Aquí queda reflejado lo que acabo de decir en el otro poema, los complejos de las personas, no quiere decir que toda persona con complejos mire por encima del hombro, pero sí algunas. Y aquí voy a meter en este bestiario a las Personas Apaga-Luces…porque si no apagan las Luces no se quedan tranquilas, no soportan la amabilidad, ni la simpática inteligencia, quizás no se soporten ni a ellas mismas.
En el poema de habla de la necesidad de sentirnos integrados, aceptados, queridos. Los tunantes la tienen también. Pero su manera de proceder evidencia una bastardía que poco o nada tiene que ver con la actitud de la mayoría de la gente, que no recurre a medios tan lesivos.
Puedes meter en este bestiario a todos los echacuervos y robaperas que lo merezcan. Este bestiario es una forma de airear, limpiar, purificar las interioridades para que no críen moho ni den malos olores.
Incorporados quedan los apagaluces. Si se te ocurre alguno más, añádelo. Al final vamos a tener una estupenda colección.
Gracias por integrar a los Apagaluces, desde ahora queda así recogido.

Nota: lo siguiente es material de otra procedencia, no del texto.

#[cfg(test)]
mod tests {
    use super::*;
    use crate::gateway::memory::MemoryGateway;
    use tokio_test::assert_ok;

    fn provider() -> (Rc<MemoryGateway>, SessionProvider<MemoryGateway>) {
        let gw = Rc::new(MemoryGateway::new());
        let provider = SessionProvider::new(Rc::clone(&gw));
        (gw, provider)
    }

    #[test]
    fn test_credential_validation() {
        assert_eq!(validate_credentials("", "secret1"), Err(ValidationError::MissingField));
        assert_eq!(validate_credentials("nope", "secret1"), Err(ValidationError::InvalidEmail));
        assert_eq!(
            validate_credentials("ada@example.com", "12345"),
            Err(ValidationError::WeakPassword(6))
        );
        assert_ok!(validate_credentials("ada@example.com", "123456"));
    }

    #[test]
    fn test_loading_gates_anonymous() {
        assert!(SessionState::Uninitialized.is_loading());
        assert!(SessionState::Checking.is_loading());
        assert!(SessionState::Checking.user().is_none());
        assert!(!SessionState::Anonymous.is_loading());
    }

    #[tokio::test]
    async fn test_initialize_without_session_is_anonymous() {
        let (_, provider) = provider();
        let rx = provider.subscribe();
        assert_eq!(*rx.borrow(), SessionState::Uninitialized);
        provider.initialize().await;
        assert_eq!(provider.state(), SessionState::Anonymous);
    }

    #[tokio::test]
    async fn test_initialize_failure_degrades_to_anonymous() {
        let (gw, provider) = provider();
        gw.fail_next("auth", 1);
        provider.initialize().await;
        assert_eq!(provider.state(), SessionState::Anonymous);
    }

    #[tokio::test]
    async fn test_rehydrated_session_creates_profile_from_email() {
        let (gw, provider) = provider();
        gw.seed_account("u1", "grace@example.com", "secret1", None);
        let session = gw.sign_in("grace@example.com", "secret1").await.unwrap();
        gw.restore_session(Some(session));

        provider.initialize().await;

        let state = provider.state();
        assert_eq!(state.user_id(), Some("u1"));
        assert_eq!(state.profile().unwrap().username.as_deref(), Some("grace"));
        assert_eq!(gw.rows("profiles").len(), 1);
    }

    #[tokio::test]
    async fn test_sign_up_uses_metadata_username() {
        let (gw, provider) = provider();
        let session = provider
            .sign_up("ada@example.com", "secret1", "lovelace")
            .await
            .unwrap()
            .unwrap();
        let state = provider.state();
        assert_eq!(state.user_id(), Some(session.user_id()));
        assert_eq!(state.profile().unwrap().username.as_deref(), Some("lovelace"));
        assert_eq!(gw.rows("profiles")[0]["username"], "lovelace");
    }

    #[tokio::test]
    async fn test_sign_up_rejects_before_gateway_call() {
        let (gw, provider) = provider();
        let err = provider.sign_up("ada@example.com", "123", "ada").await.unwrap_err();
        assert!(matches!(err, Error::Validation(ValidationError::WeakPassword(6))));
        assert!(gw.calls().is_empty());
    }

    #[tokio::test]
    async fn test_sign_out_event_returns_to_anonymous() {
        let (gw, provider) = provider();
        gw.seed_account("u1", "ada@example.com", "secret1", Some("ada"));
        provider.sign_in("ada@example.com", "secret1").await.unwrap();
        assert!(provider.state().profile().is_some());

        provider.handle_event(AuthEvent::SignedOut).await;
        assert_eq!(provider.state(), SessionState::Anonymous);
        assert_eq!(provider.viewer_id(), None);
    }

    #[tokio::test]
    async fn test_token_refresh_keeps_profile() {
        let (gw, provider) = provider();
        gw.seed_account("u1", "ada@example.com", "secret1", Some("ada"));
        let session = provider.sign_in("ada@example.com", "secret1").await.unwrap();
        let profile_reads = gw.calls().iter().filter(|c| *c == "select:profiles").count();

        provider.handle_event(AuthEvent::TokenRefreshed(session)).await;
        assert!(provider.state().profile().is_some());
        let after = gw.calls().iter().filter(|c| *c == "select:profiles").count();
        assert_eq!(profile_reads, after);
    }

    #[tokio::test]
    async fn test_sign_in_with_event_loop_loads_profile_once() {
        let (gw, provider) = provider();
        gw.seed_account("u1", "ada@example.com", "secret1", None);
        let events = gw.auth_events();

        tokio::task::LocalSet::new()
            .run_until(async {
                let provider = Rc::new(provider);
                let runner = Rc::clone(&provider);
                let task = tokio::task::spawn_local(async move { runner.run(events).await });

                provider.sign_in("ada@example.com", "secret1").await.unwrap();
                assert!(provider.state().profile().is_some());
                for _ in 0..10 {
                    tokio::task::yield_now().await;
                }

                let calls = gw.calls();
                assert_eq!(calls.iter().filter(|c| *c == "select:profiles").count(), 1);
                assert_eq!(calls.iter().filter(|c| *c == "upsert:profiles").count(), 1);
                assert!(provider.state().profile().is_some());
                task.abort();
            })
            .await;
    }

    #[tokio::test]
    async fn test_late_profile_for_previous_identity_is_discarded() {
        let (gw, provider) = provider();
        let ada = gw.seed_account("u1", "ada@example.com", "secret1", Some("ada"));
        provider.sign_in("ada@example.com", "secret1").await.unwrap();
        provider.handle_event(AuthEvent::SignedOut).await;

        provider.load_profile(&ada).await;
        assert_eq!(provider.state(), SessionState::Anonymous);
    }

    #[tokio::test]
    async fn test_run_follows_external_events() {
        let (gw, provider) = provider();
        gw.seed_account("u1", "ada@example.com", "secret1", Some("ada"));
        let events = gw.auth_events();
        let mut rx = provider.subscribe();

        let local = tokio::task::LocalSet::new();
        local
            .run_until(async {
                let provider = Rc::new(provider);
                let runner = Rc::clone(&provider);
                let task = tokio::task::spawn_local(async move { runner.run(events).await });

                gw.sign_in("ada@example.com", "secret1").await.unwrap();
                rx.wait_for(|s| s.profile().is_some()).await.unwrap();
                assert_eq!(provider.viewer_id().as_deref(), Some("u1"));

                gw.sign_out().await.unwrap();
                rx.wait_for(|s| *s == SessionState::Anonymous).await.unwrap();
                task.abort();
            })
            .await;
    }
}
impl MutationTracker {
    /// Empty tracker
    pub fn new() -> Self {
        Self::default()
    }

    /// Number of settles so far. Store it when issuing a load and pass it
    /// back to [`overlay`](Self::overlay) with the result.
    pub const fn mark(&self) -> u64 {
        self.settles
    }

    fn record(&mut self, key: &EntityKey, confirmed: Toggle) {
        self.settles += 1;
        self.settled.insert(key.clone(), (self.settles, confirmed));
    }

    fn issue(&mut self, key: &EntityKey, subject_id: &str, desired: bool) -> MutationTicket {
        self.next_ticket += 1;
        MutationTicket {
            id: self.next_ticket,
            edge: Edge::new(key.kind, subject_id, key.target_id.clone()),
            desired,
        }
    }

    /// Flip the displayed state of `key`.
    ///
    /// `current` is what the screen shows and is used only when nothing is
    /// tracked for `key` yet. Anonymous viewers and self-follows are rejected
    /// without touching any state.
    pub fn press(&mut self, viewer: Option<&str>, key: EntityKey, current: Toggle) -> Result<Press, Error> {
        let viewer = viewer.ok_or(Error::NotSignedIn)?;
        if key.kind == EdgeKind::Follow && key.target_id == viewer {
            return Err(ValidationError::SelfFollow.into());
        }

        let entry = self.entries.entry(key.clone()).or_insert_with(|| Entry {
            subject_id: viewer.to_string(),
            confirmed: current,
            displayed: current,
            in_flight: None,
            queued: None,
        });
        let desired = !entry.displayed.active;
        entry.displayed = entry.confirmed.toward(desired);
        let displayed = entry.displayed;

        if entry.in_flight.is_some() {
            entry.queued = Some(desired);
            tracing::debug!("Queued {} of {} behind in-flight mutation", key.kind.verb(), key.target_id);
            return Ok(Press { displayed, ticket: None });
        }

        let subject_id = entry.subject_id.clone();
        let ticket = self.issue(&key, &subject_id, desired);
        if let Some(entry) = self.entries.get_mut(&key) {
            entry.in_flight = Some((ticket.id, desired));
        }
        Ok(Press {
            displayed,
            ticket: Some(ticket),
        })
    }

    /// Record the gateway's answer for `ticket`. Returns `None` for a ticket
    /// this tracker is not waiting on.
    pub fn settle(&mut self, ticket: &MutationTicket, result: Result<EdgeOutcome, &GatewayError>) -> Option<Settled> {
        let key = ticket.key();
        let entry = self.entries.get_mut(&key)?;
        if entry.in_flight.map(|(id, _)| id) != Some(ticket.id) {
            return None;
        }
        entry.in_flight = None;

        match result {
            Ok(outcome) => {
                entry.confirmed = match outcome {
                    EdgeOutcome::Applied => entry.confirmed.toward(ticket.desired),
                    EdgeOutcome::AlreadyPresent | EdgeOutcome::AlreadyAbsent => Toggle {
                        active: ticket.desired,
                        ..entry.confirmed
                    },
                };
                let next = entry.queued.take().filter(|q| *q != entry.confirmed.active);
                entry.displayed = entry.confirmed.toward(next.unwrap_or(entry.confirmed.active));
                let displayed = entry.displayed;
                let confirmed = entry.confirmed;
                let subject_id = entry.subject_id.clone();
                self.record(&key, confirmed);

                let follow_up = match next {
                    Some(desired) => {
                        let follow_up = self.issue(&key, &subject_id, desired);
                        if let Some(entry) = self.entries.get_mut(&key) {
                            entry.in_flight = Some((follow_up.id, desired));
                        }
                        Some(follow_up)
                    }
                    None => {
                        self.entries.remove(&key);
                        None
                    }
                };
                Some(Settled {
                    key,
                    state: MutationState::Confirmed,
                    displayed,
                    follow_up,
                    notice: None,
                })
            }
            Err(e) => {
                let displayed = entry.confirmed;
                self.entries.remove(&key);
                self.record(&key, displayed);
                tracing::warn!("Rolling back {} of {}: {e}", key.kind.verb(), key.target_id);
                Some(Settled {
                    state: MutationState::RolledBack,
                    displayed,
                    follow_up: None,
                    notice: Some(format!("Couldn't {} right now: {e}", key.kind.verb())),
                    key,
                })
            }
        }
    }

    /// State of a ticket as far as this tracker knows
    pub fn state_of(&self, ticket: &MutationTicket) -> Option<MutationState> {
        let entry = self.entries.get(&ticket.key())?;
        (entry.in_flight.map(|(id, _)| id) == Some(ticket.id)).then_some(MutationState::Pending)
    }

    /// Displayed state of a tracked entity
    pub fn displayed(&self, key: &EntityKey) -> Option<Toggle> {
        self.entries.get(key).map(|e| e.displayed)
    }

    /// Whether a mutation is in flight for `key`
    pub fn is_pending(&self, key: &EntityKey) -> bool {
        self.entries.get(key).is_some_and(|e| e.in_flight.is_some())
    }

    /// Replace toggles in a freshly loaded list. Entities with a mutation
    /// in flight show their displayed state; entities settled after `mark`
    /// (the tracker mark when the load was issued) show what was confirmed.
    pub fn overlay<T: Toggleable>(&self, kind: EdgeKind, items: &mut [T], mark: u64) {
        if self.entries.is_empty() && self.settles <= mark {
            return;
        }
        for item in items {
            let key = EntityKey::new(kind, item.entity_id());
            if let Some(entry) = self.entries.get(&key) {
                item.set_toggle(kind, entry.displayed);
            } else if let Some((at, confirmed)) = self.settled.get(&key)
                && *at > mark
            {
                item.set_toggle(kind, *confirmed);
            }
        }
    }

    /// Forget everything (viewer changed)
    pub fn clear(&mut self) {
        self.entries.clear();
        self.settled.clear();
    }
}

/// Display records carrying one or more toggles
pub trait Toggleable {
    /// Id used as [`EntityKey::target_id`]
    fn entity_id(&self) -> &str;

    /// Current toggle of `kind`, if this record has one
    fn toggle(&self, kind: EdgeKind) -> Option<Toggle>;

    /// Overwrite the toggle of `kind`; ignored when the record has none
    fn set_toggle(&mut self, kind: EdgeKind, toggle: Toggle);
}

impl Toggleable for Post {
    fn entity_id(&self) -> &str {
        &self.id
    }

    fn toggle(&self, kind: EdgeKind) -> Option<Toggle> {
        match kind {
            EdgeKind::Like => Some(Toggle::new(self.liked_by_me, self.likes)),
            EdgeKind::Repost => Some(Toggle::new(self.is_reposted, self.reposts)),
            EdgeKind::Follow | EdgeKind::Favorite => None,
        }
    }

    fn set_toggle(&mut self, kind: EdgeKind, toggle: Toggle) {
        match kind {
            EdgeKind::Like => {
                self.liked_by_me = toggle.active;
                self.likes = toggle.count;
            }
            EdgeKind::Repost => {
                self.is_reposted = toggle.active;
                self.reposts = toggle.count;
            }
            EdgeKind::Follow | EdgeKind::Favorite => {}
        }
    }
}

impl Toggleable for PodcastView {
    fn entity_id(&self) -> &str {
        &self.id
    }

    fn toggle(&self, kind: EdgeKind) -> Option<Toggle> {
        (kind == EdgeKind::Favorite).then_some(Toggle::new(self.is_favorite, self.favorites))
    }

    fn set_toggle(&mut self, kind: EdgeKind, toggle: Toggle) {
        if kind == EdgeKind::Favorite {
            self.is_favorite = toggle.active;
            self.favorites = toggle.count;
        }
    }
}
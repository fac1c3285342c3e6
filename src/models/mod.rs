//! Data models for Murmur
//!
//! `*Row` types mirror gateway tables one-to-one. Display records
//! ([`Post`], [`Comment`], [`PodcastView`], [`ProfileView`]) are the joined,
//! placeholder-filled shapes handed to the presentation layer.

mod comment;
mod edge;
mod podcast;
mod post;
mod profile;
mod session;

pub use comment::{Comment, CommentRow};
pub use edge::{Edge, EdgeKind};
pub use podcast::{PodcastFilter, PodcastRow, PodcastView};
pub use post::{Author, Media, MediaKind, Post, PostRow};
pub use profile::{Profile, ProfileView};
pub use session::{AuthEvent, Session, SignUpMetadata, User, UserMetadata};

use chrono::{DateTime, Utc};

/// Compact "time ago" label (`42s`, `5m`, `3h`, `2d`)
pub fn time_ago(created_at: DateTime<Utc>, now: DateTime<Utc>) -> String {
    let seconds = now.signed_duration_since(created_at).num_seconds().max(0);

    if seconds < 60 {
        return format!("{seconds}s");
    }
    let minutes = seconds / 60;
    if minutes < 60 {
        return format!("{minutes}m");
    }
    let hours = minutes / 60;
    if hours < 24 {
        return format!("{hours}h");
    }
    format!("{}d", hours / 24)
}

/// Treat blank strings the same as missing values
pub(crate) fn non_empty(value: Option<&str>) -> Option<&str> {
    value.filter(|v| !v.trim().is_empty())
}
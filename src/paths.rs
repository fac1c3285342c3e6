//! Common paths for Murmur data storage
//!
//! All Murmur data is stored under ~/.config/murmur/ on all platforms:
//! - config.toml - User configuration
//! - session.enc - Encrypted persisted session

use anyhow::{Context, Result};
use std::fs;
use std::path::PathBuf;

/// Get the Murmur data directory (~/.config/murmur/)
pub fn murmur_dir() -> Result<PathBuf> {
    let home = dirs::home_dir().context("Could not determine home directory")?;
    let murmur_dir = home.join(".config").join("murmur");
    fs::create_dir_all(&murmur_dir).context("Failed to create murmur directory")?;
    Ok(murmur_dir)
}

/// Get the config file path (~/.config/murmur/config.toml)
pub fn config_path() -> Result<PathBuf> {
    Ok(murmur_dir()?.join("config.toml"))
}

/// Get the persisted session path (~/.config/murmur/session.enc)
pub fn session_path() -> Result<PathBuf> {
    Ok(murmur_dir()?.join("session.enc"))
}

Tengo a otro personaje que meter en el bestiario, » El invita-antipatías», existen personas que no sé como se las ingenia que nada más que te invitan a las antipatías, uno o una da rodeos y rodeos para decir las cosas de forma amable y educada, no sabemos ni por dónde pasar y nos invitan tanto a la antipatía que acabamos actuando en un momento concreto de la misma forma, en fín, todos somos en algún momento Doctor Jeckill y Mister Hyde, tampoco está mal serlo, aunque no queramos.
Conozco a algún representante de esta categoría. Es difícil no dejarse contagiar y bajar al nivel de nuestro interlocutor. Hay que tener un gran dominio de sí mismo para no ponerse antipático, que a mí es algo que me violenta mucho.
Pero como tú dices, el Doctor Jeckill y Mister Hyde conviven en cada uno de nosotros. Ignorar este hecho no invalida la realidad y evidencia una gran candidez.
El invita-antipatías queda incorporado al bestiario por derecho propio.
Gran reflexión sobre la integración la que encierran estos versos. Gracias.
Gracias a ti por tus comentarios.
En las relaciones humanas, probablemente, ésa es la madre del cordero, el quid de la cuestión: la integración versus el aislamiento o la marginación.